--- Work to complete ---
Show every line of the data that includes the word "processed".

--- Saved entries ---
= = = = =
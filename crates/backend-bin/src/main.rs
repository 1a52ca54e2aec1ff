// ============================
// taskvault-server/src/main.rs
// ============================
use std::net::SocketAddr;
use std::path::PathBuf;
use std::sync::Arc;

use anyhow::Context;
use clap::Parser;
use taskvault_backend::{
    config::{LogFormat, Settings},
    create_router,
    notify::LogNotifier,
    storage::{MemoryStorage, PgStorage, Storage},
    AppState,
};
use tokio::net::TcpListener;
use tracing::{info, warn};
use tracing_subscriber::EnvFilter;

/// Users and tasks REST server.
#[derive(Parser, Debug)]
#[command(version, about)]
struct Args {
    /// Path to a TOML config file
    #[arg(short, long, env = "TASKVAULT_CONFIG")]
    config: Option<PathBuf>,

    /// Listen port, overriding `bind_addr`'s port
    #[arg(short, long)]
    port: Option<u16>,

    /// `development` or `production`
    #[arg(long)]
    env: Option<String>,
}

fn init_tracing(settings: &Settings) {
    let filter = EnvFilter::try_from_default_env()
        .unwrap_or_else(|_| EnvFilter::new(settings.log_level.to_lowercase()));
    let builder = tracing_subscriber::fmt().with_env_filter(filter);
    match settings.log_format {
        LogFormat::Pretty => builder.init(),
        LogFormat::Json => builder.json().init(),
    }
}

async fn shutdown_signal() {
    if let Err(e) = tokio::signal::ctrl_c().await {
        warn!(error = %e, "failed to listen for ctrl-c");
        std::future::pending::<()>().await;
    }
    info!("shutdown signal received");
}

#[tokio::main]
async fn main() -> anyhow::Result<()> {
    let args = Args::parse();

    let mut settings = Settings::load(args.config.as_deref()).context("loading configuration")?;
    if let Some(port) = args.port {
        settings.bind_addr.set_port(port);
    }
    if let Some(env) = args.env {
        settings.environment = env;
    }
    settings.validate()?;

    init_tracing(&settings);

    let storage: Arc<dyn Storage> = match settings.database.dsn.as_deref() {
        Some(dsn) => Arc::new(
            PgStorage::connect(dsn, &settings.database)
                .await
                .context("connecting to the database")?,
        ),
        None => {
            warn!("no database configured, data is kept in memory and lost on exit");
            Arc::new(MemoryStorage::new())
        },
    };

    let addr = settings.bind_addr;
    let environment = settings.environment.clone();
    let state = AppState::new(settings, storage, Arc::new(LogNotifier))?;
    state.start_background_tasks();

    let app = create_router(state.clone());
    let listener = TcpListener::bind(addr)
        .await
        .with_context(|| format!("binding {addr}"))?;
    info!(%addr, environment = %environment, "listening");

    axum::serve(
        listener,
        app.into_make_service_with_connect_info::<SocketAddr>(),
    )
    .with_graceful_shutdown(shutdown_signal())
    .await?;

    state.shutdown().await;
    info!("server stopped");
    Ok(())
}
= = = = =
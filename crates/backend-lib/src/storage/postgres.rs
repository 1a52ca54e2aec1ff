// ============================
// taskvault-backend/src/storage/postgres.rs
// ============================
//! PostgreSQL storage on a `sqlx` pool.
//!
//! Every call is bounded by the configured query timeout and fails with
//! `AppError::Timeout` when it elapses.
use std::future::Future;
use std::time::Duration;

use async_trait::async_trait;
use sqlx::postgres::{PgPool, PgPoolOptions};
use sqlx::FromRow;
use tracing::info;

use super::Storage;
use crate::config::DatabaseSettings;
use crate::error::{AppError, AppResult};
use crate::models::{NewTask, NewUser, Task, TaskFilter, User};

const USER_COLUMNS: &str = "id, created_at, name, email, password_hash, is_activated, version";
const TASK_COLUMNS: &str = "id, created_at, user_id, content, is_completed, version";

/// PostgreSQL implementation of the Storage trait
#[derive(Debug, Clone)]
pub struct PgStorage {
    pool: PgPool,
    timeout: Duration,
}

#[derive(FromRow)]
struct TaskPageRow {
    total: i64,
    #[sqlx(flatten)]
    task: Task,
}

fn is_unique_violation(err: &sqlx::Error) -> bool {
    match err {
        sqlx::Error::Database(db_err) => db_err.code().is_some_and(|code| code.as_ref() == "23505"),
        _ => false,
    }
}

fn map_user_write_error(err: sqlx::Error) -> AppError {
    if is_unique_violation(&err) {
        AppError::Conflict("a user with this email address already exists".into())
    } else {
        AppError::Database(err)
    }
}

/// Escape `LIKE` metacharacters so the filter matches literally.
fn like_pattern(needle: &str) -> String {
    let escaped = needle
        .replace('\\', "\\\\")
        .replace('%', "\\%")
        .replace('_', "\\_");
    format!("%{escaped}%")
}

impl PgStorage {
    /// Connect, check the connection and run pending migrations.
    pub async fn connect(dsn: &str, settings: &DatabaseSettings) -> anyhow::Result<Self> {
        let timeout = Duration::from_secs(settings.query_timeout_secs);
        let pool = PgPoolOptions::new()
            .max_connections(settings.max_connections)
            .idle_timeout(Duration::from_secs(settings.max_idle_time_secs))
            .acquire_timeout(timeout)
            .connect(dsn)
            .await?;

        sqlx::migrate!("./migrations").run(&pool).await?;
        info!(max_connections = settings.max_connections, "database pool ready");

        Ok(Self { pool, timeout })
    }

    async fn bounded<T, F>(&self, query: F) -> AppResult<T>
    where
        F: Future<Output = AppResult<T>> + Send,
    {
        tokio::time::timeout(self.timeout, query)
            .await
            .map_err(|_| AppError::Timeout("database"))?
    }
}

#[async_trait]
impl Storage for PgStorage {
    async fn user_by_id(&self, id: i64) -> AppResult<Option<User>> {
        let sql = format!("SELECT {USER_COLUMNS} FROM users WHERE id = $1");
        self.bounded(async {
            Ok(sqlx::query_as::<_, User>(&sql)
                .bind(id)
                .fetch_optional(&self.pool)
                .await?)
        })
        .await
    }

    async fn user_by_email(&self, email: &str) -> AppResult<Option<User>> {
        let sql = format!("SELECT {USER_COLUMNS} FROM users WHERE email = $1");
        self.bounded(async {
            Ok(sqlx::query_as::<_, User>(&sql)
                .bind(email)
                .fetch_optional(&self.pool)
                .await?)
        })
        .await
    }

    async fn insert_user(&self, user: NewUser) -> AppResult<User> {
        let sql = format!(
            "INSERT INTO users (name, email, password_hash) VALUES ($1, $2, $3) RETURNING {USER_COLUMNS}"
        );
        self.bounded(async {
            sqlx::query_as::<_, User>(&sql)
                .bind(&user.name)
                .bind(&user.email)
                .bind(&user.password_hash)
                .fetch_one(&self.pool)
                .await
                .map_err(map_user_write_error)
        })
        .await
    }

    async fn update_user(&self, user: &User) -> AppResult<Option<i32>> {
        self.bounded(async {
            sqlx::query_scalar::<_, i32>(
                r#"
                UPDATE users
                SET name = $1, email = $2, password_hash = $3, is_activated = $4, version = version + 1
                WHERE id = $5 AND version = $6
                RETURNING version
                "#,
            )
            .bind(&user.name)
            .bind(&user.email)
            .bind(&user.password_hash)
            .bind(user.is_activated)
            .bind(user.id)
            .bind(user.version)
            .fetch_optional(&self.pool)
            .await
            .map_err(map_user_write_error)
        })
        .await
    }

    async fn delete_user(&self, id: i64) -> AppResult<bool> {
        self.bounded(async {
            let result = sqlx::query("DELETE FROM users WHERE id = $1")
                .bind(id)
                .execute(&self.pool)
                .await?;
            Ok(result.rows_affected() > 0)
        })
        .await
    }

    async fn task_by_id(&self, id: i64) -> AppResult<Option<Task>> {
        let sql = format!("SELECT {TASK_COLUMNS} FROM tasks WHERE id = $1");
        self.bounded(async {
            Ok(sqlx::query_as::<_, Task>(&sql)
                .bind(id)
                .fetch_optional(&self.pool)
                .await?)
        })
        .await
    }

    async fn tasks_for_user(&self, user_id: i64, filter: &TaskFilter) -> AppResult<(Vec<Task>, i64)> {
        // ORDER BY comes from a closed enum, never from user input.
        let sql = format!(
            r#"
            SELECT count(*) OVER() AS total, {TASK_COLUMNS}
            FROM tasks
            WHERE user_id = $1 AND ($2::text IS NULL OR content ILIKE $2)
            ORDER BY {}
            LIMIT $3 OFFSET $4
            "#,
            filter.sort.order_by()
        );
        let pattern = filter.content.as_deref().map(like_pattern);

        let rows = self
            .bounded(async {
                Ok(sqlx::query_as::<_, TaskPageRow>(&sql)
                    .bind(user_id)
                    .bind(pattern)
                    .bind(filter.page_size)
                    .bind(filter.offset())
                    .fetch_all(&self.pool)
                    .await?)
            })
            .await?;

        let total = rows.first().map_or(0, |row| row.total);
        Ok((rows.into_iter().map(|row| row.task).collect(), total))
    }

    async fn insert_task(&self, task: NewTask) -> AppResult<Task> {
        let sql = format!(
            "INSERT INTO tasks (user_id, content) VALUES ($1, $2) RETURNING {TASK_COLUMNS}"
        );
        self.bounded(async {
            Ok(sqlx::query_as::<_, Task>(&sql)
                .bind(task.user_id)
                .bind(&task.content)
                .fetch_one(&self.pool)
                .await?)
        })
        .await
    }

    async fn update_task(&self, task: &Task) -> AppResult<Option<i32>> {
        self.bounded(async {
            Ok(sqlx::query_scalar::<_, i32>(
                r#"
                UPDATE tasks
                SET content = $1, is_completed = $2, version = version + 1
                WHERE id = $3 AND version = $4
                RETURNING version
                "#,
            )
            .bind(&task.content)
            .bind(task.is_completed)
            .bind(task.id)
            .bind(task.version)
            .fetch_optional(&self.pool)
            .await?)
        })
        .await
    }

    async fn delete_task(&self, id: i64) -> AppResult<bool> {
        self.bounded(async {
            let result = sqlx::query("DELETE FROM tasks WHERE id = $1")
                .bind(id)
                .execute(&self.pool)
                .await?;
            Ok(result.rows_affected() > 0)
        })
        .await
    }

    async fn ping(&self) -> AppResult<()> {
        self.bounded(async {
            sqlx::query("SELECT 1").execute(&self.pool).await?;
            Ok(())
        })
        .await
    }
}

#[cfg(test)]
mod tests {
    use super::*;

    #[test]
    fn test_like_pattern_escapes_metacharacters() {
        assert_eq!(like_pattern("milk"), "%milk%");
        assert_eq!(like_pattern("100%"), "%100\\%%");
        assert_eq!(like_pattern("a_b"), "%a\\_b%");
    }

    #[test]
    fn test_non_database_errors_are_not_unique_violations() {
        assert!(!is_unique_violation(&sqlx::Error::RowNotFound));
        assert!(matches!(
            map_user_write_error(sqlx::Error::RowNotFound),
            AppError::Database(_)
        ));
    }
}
= = = = =
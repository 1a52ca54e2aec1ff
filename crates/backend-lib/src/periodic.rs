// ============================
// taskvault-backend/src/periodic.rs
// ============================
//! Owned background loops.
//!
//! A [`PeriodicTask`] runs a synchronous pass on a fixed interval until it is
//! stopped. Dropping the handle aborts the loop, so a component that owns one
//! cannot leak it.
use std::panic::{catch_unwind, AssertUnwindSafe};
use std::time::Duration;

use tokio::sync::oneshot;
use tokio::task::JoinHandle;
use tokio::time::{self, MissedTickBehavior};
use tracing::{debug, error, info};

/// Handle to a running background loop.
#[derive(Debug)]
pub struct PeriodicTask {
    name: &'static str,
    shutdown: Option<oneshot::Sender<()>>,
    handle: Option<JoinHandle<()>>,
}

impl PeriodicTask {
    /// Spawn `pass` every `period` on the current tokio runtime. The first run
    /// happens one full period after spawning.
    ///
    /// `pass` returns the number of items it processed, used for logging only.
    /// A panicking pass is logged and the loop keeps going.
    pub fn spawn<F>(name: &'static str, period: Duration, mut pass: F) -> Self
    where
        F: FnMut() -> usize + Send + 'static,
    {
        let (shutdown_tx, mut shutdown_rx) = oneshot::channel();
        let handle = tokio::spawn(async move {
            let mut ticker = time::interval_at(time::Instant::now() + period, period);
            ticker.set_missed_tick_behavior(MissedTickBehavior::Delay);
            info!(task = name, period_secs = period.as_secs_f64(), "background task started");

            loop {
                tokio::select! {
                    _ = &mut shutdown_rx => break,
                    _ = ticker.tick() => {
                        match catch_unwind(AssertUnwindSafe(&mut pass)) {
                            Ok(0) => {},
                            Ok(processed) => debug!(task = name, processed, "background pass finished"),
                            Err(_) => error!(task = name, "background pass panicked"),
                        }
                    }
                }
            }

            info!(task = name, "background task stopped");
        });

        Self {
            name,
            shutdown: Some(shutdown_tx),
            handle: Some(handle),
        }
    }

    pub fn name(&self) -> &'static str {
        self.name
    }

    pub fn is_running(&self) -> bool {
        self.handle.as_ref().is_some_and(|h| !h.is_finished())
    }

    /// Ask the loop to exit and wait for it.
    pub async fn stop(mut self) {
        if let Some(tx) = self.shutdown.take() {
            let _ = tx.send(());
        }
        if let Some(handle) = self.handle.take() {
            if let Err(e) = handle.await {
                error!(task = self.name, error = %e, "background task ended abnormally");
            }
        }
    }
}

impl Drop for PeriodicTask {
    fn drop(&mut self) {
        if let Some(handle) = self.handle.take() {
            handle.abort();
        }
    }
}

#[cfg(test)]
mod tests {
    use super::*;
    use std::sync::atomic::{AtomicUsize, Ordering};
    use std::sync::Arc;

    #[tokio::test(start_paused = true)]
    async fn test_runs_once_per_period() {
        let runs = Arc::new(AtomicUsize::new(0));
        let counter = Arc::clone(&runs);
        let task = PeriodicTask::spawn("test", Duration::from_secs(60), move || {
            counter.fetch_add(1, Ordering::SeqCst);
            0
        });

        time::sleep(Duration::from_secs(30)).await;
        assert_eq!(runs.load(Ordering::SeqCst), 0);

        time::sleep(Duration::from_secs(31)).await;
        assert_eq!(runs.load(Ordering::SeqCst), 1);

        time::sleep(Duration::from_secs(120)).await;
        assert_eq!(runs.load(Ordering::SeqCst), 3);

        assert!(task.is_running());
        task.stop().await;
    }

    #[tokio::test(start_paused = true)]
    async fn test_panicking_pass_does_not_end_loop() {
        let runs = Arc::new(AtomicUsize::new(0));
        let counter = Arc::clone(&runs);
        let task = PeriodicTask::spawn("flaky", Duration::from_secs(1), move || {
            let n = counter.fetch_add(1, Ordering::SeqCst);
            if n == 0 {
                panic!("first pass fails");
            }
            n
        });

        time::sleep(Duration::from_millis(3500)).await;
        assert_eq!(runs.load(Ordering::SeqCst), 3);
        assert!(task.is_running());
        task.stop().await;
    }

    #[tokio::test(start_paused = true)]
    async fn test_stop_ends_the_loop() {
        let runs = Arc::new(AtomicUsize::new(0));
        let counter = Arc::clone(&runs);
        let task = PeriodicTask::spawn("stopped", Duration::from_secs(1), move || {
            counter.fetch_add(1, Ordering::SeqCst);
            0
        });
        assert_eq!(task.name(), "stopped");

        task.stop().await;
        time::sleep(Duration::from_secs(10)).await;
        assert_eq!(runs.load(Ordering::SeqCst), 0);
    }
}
= = = = =
--- Reply to the task ---
    /// `pass` returns the number of items it processed, used for logging only.
                            Ok(processed) => debug!(task = name, processed, "background pass finished"),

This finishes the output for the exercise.